60 percent of men who run our electricity system are within five years of retirement.
This is our grid in a nutshell: it is a complex just-in-time system for making, and almost instantaneously delivering, a standardized electrical current everywhere at once.
In fact, of all the power produced in the Gorge, from whatever source, only about 15 percent is used locally. The rest is shipped on down the lines to whoever will buy it.
Voltage is measured by means of a potentiometer (it does, one must admit, sound like a poorly accomplished sex joke from start to finish).
In 1900 only one factory in thirteen used electric motors, and only one domestic light in twenty was electrified—the rest were still gas lamps, kerosene lamps, and candles. At home, people often preferred the wink and flicker of fire to the more even, unwavering, if equally warm, light of incandescent bulbs.
If in 1892 Chicago had a million people, fewer than 5,000 of them used electricity at home. Some optimistic souls thought that one day Chicago might have as many as 25,000 regular users of electric current. Such expansion was unlikely, but not impossible. A short fourteen years later Insull’s Edison had doubled the Pollyanna’s estimate with 50,000 paying customers; by 1913 he had an improbable 200,000 customers, or a tenth of the population of the city.
“By far the most serious problem of central station management and by far the greatest item of cost of the product is interest on investment.”
The first blow came in the early sixties, when it became clear that technological improvements no longer promised increased plant efficiency; this was primarily a problem of physics. The second law of thermodynamics, and its corollary Carnot’s theorem, dictate that temperature ratios limit the amount of work any given fuel can be expected to do in a heat engine. A traditional power plant is exactly such an engine: it turns fuel into heat. This heat is then used to convert water into a furious jet of steam directed at the blades of a turbine which, with their spinning, turn a shaft. This shaft then pokes into a giant electromagnet, and as the shaft spins inside the magnet, it produces an electric current. A system like this, that converts a fuel—any fuel, coal, plutonium, oil, gas, biomass, or trash—into heat, is going to top out at about 50 percent efficiency. This is an inevitable law. No power plant built by man or some yet-to-be-invented machine intelligence will ever do better than just under 50 percent.
The belief that past successes might be projected indefinitely onto the future regardless of inconvenient truths like the workings of physics was a foolish way to run a business
The reason for this long-standing state support was that electricity was deemed that peculiar kind of public good whose price is driven up rather than down by competition and whose availability is disturbed rather than assured by multiple, competing providers. In the 1970s, however, it slowly became clear that the supposed deleterious effect of competition was less a natural law than a bureaucratically enshrined functional reality. And like much of what Insull built, it had remained true for just long enough for its cultural roots to be forgotten.

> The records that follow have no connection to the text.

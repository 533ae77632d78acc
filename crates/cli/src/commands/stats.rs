//! Usage statistics command

use anyhow::Result;
use colored::Colorize;

use crate::client::{ApiClient, UsageSnapshot};
use crate::output::{color_percent, print_json, OutputFormat};

/// Show the current quota and call statistics
pub async fn show_stats(client: &ApiClient, format: OutputFormat) -> Result<()> {
    let stats = client.stats().await?;

    match format {
        OutputFormat::Json => print_json(&stats)?,
        OutputFormat::Table => print_stats(&stats),
    }

    Ok(())
}

fn print_stats(stats: &UsageSnapshot) {
    println!("{}", "API Usage".bold());
    println!("{}", "=".repeat(50));

    let cap = stats.current_minute_calls + stats.remaining_calls_this_minute;
    println!(
        "This minute:            {} / {} ({})",
        stats.current_minute_calls,
        cap,
        color_percent(minute_usage_percent(stats))
    );
    println!("Remaining:              {}", stats.remaining_calls_this_minute);
    println!();

    println!("{}", "Last 60 seconds".bold());
    println!("{}", "-".repeat(50));
    println!("Calls:                  {}", stats.calls_in_last_minute);
    println!("Successful:             {}", stats.successful_calls.to_string().green());
    let failed = stats.failed_calls.to_string();
    if stats.failed_calls > 0 {
        println!("Failed:                 {}", failed.red());
    } else {
        println!("Failed:                 {}", failed);
    }
    println!("Avg response time:      {:.0} ms", stats.avg_response_time);
}

fn minute_usage_percent(stats: &UsageSnapshot) -> f64 {
    let cap = stats.current_minute_calls + stats.remaining_calls_this_minute;
    if cap == 0 {
        return 0.0;
    }
    stats.current_minute_calls as f64 / cap as f64 * 100.0
}
//! Observability infrastructure for the ingestion pipeline
//!
//! Provides:
//! - Prometheus metrics (upstream calls, quota waits, batch items, health verdicts, alerts)
//! - Structured JSON logging with tracing

use prometheus::{
    register_histogram, register_int_counter, register_int_counter_vec, register_int_gauge,
    register_int_gauge_vec, Encoder, Histogram, IntCounter, IntCounterVec, IntGauge, IntGaugeVec,
    TextEncoder,
};
use std::sync::OnceLock;
use tracing::{info, warn};

/// Histogram buckets for upstream request latency (in seconds)
const LATENCY_BUCKETS: &[f64] = &[0.01, 0.025, 0.05, 0.1, 0.25, 0.5, 1.0, 2.5, 5.0, 10.0, 30.0];

/// Histogram buckets for time spent waiting on the quota (in seconds)
const QUOTA_WAIT_BUCKETS: &[f64] = &[0.0, 0.05, 0.25, 1.0, 5.0, 15.0, 30.0, 60.0, 120.0];

/// Global metrics instance (registered once)
static GLOBAL_METRICS: OnceLock<IngestMetricsInner> = OnceLock::new();

struct IngestMetricsInner {
    upstream_requests: IntCounterVec,
    upstream_request_latency_seconds: Histogram,
    quota_wait_seconds: Histogram,
    quota_minute_usage: IntGauge,
    usage_log_entries: IntGauge,
    batch_items: IntCounterVec,
    health_check_status: IntGaugeVec,
    health_overall_status: IntGauge,
    alerts_emitted: IntCounterVec,
    alerts_suppressed: IntCounter,
}

impl IngestMetricsInner {
    fn new() -> Self {
        Self {
            upstream_requests: register_int_counter_vec!(
                "ingest_upstream_requests_total",
                "Upstream call attempts by outcome",
                &["outcome"]
            )
            .expect("Failed to register upstream_requests_total"),

            upstream_request_latency_seconds: register_histogram!(
                "ingest_upstream_request_latency_seconds",
                "Latency of individual upstream call attempts",
                LATENCY_BUCKETS.to_vec()
            )
            .expect("Failed to register upstream_request_latency_seconds"),

            quota_wait_seconds: register_histogram!(
                "ingest_quota_wait_seconds",
                "Time callers spent suspended waiting for a quota slot",
                QUOTA_WAIT_BUCKETS.to_vec()
            )
            .expect("Failed to register quota_wait_seconds"),

            quota_minute_usage: register_int_gauge!(
                "ingest_quota_minute_usage",
                "Slots granted in the current 60-second window"
            )
            .expect("Failed to register quota_minute_usage"),

            usage_log_entries: register_int_gauge!(
                "ingest_usage_log_entries",
                "Call records currently retained in the usage log"
            )
            .expect("Failed to register usage_log_entries"),

            batch_items: register_int_counter_vec!(
                "ingest_batch_items_total",
                "Batch items processed by outcome",
                &["outcome"]
            )
            .expect("Failed to register batch_items_total"),

            health_check_status: register_int_gauge_vec!(
                "ingest_health_check_status",
                "Latest status per check (0 healthy, 1 warning, 2 critical, 3 unknown)",
                &["check"]
            )
            .expect("Failed to register health_check_status"),

            health_overall_status: register_int_gauge!(
                "ingest_health_overall_status",
                "Latest aggregate status (0 healthy, 1 warning, 2 critical)"
            )
            .expect("Failed to register health_overall_status"),

            alerts_emitted: register_int_counter_vec!(
                "ingest_alerts_emitted_total",
                "Alerts emitted by check kind",
                &["check"]
            )
            .expect("Failed to register alerts_emitted_total"),

            alerts_suppressed: register_int_counter!(
                "ingest_alerts_suppressed_total",
                "Critical results that fell inside the suppression window"
            )
            .expect("Failed to register alerts_suppressed_total"),
        }
    }
}

/// Ingestion metrics for Prometheus exposition
///
/// A lightweight handle to the global metrics instance; clones share the
/// same underlying metrics.
#[derive(Clone)]
pub struct IngestMetrics {
    _private: (),
}

impl Default for IngestMetrics {
    fn default() -> Self {
        Self::new()
    }
}

impl IngestMetrics {
    /// Create a new metrics handle (initializes global metrics if needed)
    pub fn new() -> Self {
        GLOBAL_METRICS.get_or_init(IngestMetricsInner::new);
        Self { _private: () }
    }

    fn inner(&self) -> &IngestMetricsInner {
        GLOBAL_METRICS.get_or_init(IngestMetricsInner::new)
    }

    /// Count one upstream attempt; `outcome` is success, failure or rate_limited
    pub fn inc_upstream_request(&self, outcome: &str) {
        self.inner()
            .upstream_requests
            .with_label_values(&[outcome])
            .inc();
    }

    pub fn observe_request_latency(&self, duration_secs: f64) {
        self.inner()
            .upstream_request_latency_seconds
            .observe(duration_secs);
    }

    pub fn observe_quota_wait(&self, duration_secs: f64) {
        self.inner().quota_wait_seconds.observe(duration_secs);
    }

    pub fn set_quota_minute_usage(&self, count: i64) {
        self.inner().quota_minute_usage.set(count);
    }

    pub fn set_usage_log_entries(&self, count: i64) {
        self.inner().usage_log_entries.set(count);
    }

    /// Count one finished batch item; `outcome` is succeeded or failed
    pub fn inc_batch_item(&self, outcome: &str) {
        self.inner().batch_items.with_label_values(&[outcome]).inc();
    }

    pub fn set_check_status(&self, check: &str, level: i64) {
        self.inner()
            .health_check_status
            .with_label_values(&[check])
            .set(level);
    }

    pub fn set_overall_status(&self, level: i64) {
        self.inner().health_overall_status.set(level);
    }

    pub fn inc_alert_emitted(&self, check: &str) {
        self.inner()
            .alerts_emitted
            .with_label_values(&[check])
            .inc();
    }

    pub fn inc_alert_suppressed(&self) {
        self.inner().alerts_suppressed.inc();
    }

    /// Render every registered metric in the Prometheus text format
    pub fn render(&self) -> String {
        let encoder = TextEncoder::new();
        let mut buffer = Vec::new();
        if let Err(e) = encoder.encode(&prometheus::gather(), &mut buffer) {
            warn!(error = %e, "Failed to encode metrics");
            return String::new();
        }
        String::from_utf8_lossy(&buffer).into_owned()
    }
}

/// Structured logger for pipeline events
///
/// Emits the domain events with a stable `event` field so they can be
/// filtered out of the JSON log stream.
#[derive(Clone)]
pub struct StructuredLogger {
    instance: String,
}

impl StructuredLogger {
    pub fn new(instance: impl Into<String>) -> Self {
        Self {
            instance: instance.into(),
        }
    }

    /// Log daemon startup
    pub fn log_startup(&self, version: &str, per_minute_cap: u32, per_second_cap: u32) {
        info!(
            event = "daemon_started",
            instance = %self.instance,
            version = %version,
            per_minute_cap = per_minute_cap,
            per_second_cap = per_second_cap,
            "Ingestion daemon started"
        );
    }

    /// Log daemon shutdown
    pub fn log_shutdown(&self, reason: &str) {
        info!(
            event = "daemon_shutdown",
            instance = %self.instance,
            reason = %reason,
            "Ingestion daemon shutting down"
        );
    }

    /// Log a finished supervision cycle
    pub fn log_health_cycle(&self, overall: &str, checks: usize, alerts: usize, duration_ms: u64) {
        info!(
            event = "health_cycle_completed",
            instance = %self.instance,
            overall = %overall,
            checks = checks,
            alerts = alerts,
            duration_ms = duration_ms,
            "Health cycle completed"
        );
    }

    /// Log an emitted alert
    pub fn log_alert(&self, check: &str, message: &str) {
        warn!(
            event = "health_alert",
            instance = %self.instance,
            check = %check,
            message = %message,
            "Critical health alert emitted"
        );
    }

    /// Log a finished dataset load
    pub fn log_dataset_loaded(
        &self,
        dataset: &str,
        succeeded: usize,
        failed: usize,
        records_written: usize,
    ) {
        if failed == 0 {
            info!(
                event = "dataset_loaded",
                instance = %self.instance,
                dataset = %dataset,
                succeeded = succeeded,
                failed = failed,
                records_written = records_written,
                "Dataset loaded"
            );
        } else {
            warn!(
                event = "dataset_loaded",
                instance = %self.instance,
                dataset = %dataset,
                succeeded = succeeded,
                failed = failed,
                records_written = records_written,
                "Dataset loaded with failures"
            );
        }
    }

    /// Log a usage log pruning pass that removed entries
    pub fn log_usage_pruned(&self, removed: usize, remaining: usize) {
        info!(
            event = "usage_pruned",
            instance = %self.instance,
            removed = removed,
            remaining = remaining,
            "Pruned usage log"
        );
    }
}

In many ways it is more correct to say that Samuel Insull, and not Thomas Edison or Nikola Tesla or even George Westinghouse, made America’s grid. He normalized and rendered profitable the central stations without which we would have no grid at all, just a bunch of factories, municipal buildings, and homes with little electricity plants in their basements. He imagined electric light and power as products for the masses not the few; he made it seem natural that the electricity business could only work as a monopoly, and he ushered in an era in which one of the most powerful things one could do with money, and to make money, was to use information to manipulate public opinion and influence public investment.
Samuel Insull’s once insignificant Edison franchise set the stage for both the modern structure of electric power in America and also for a moral and normative sense of what it meant to be a good citizen-consumer. If in 1920 only the poor and the rural had no access to electricity, not just in Chicago but everywhere in America, then in 1950 it was inconceivable that power might be made privately on-site, and by 1970 only suspect radicals and known freaks were off the grid.
On July 2, 1938, Samuel Insull stumbled and then collapsed in a Paris subway station. He was dead upon arrival at the hospital half an hour later. According to his wife his heart was rendered still by the task of mounting and descending such an innumerable quantity of steps. He was a poor man obliged to take public transit.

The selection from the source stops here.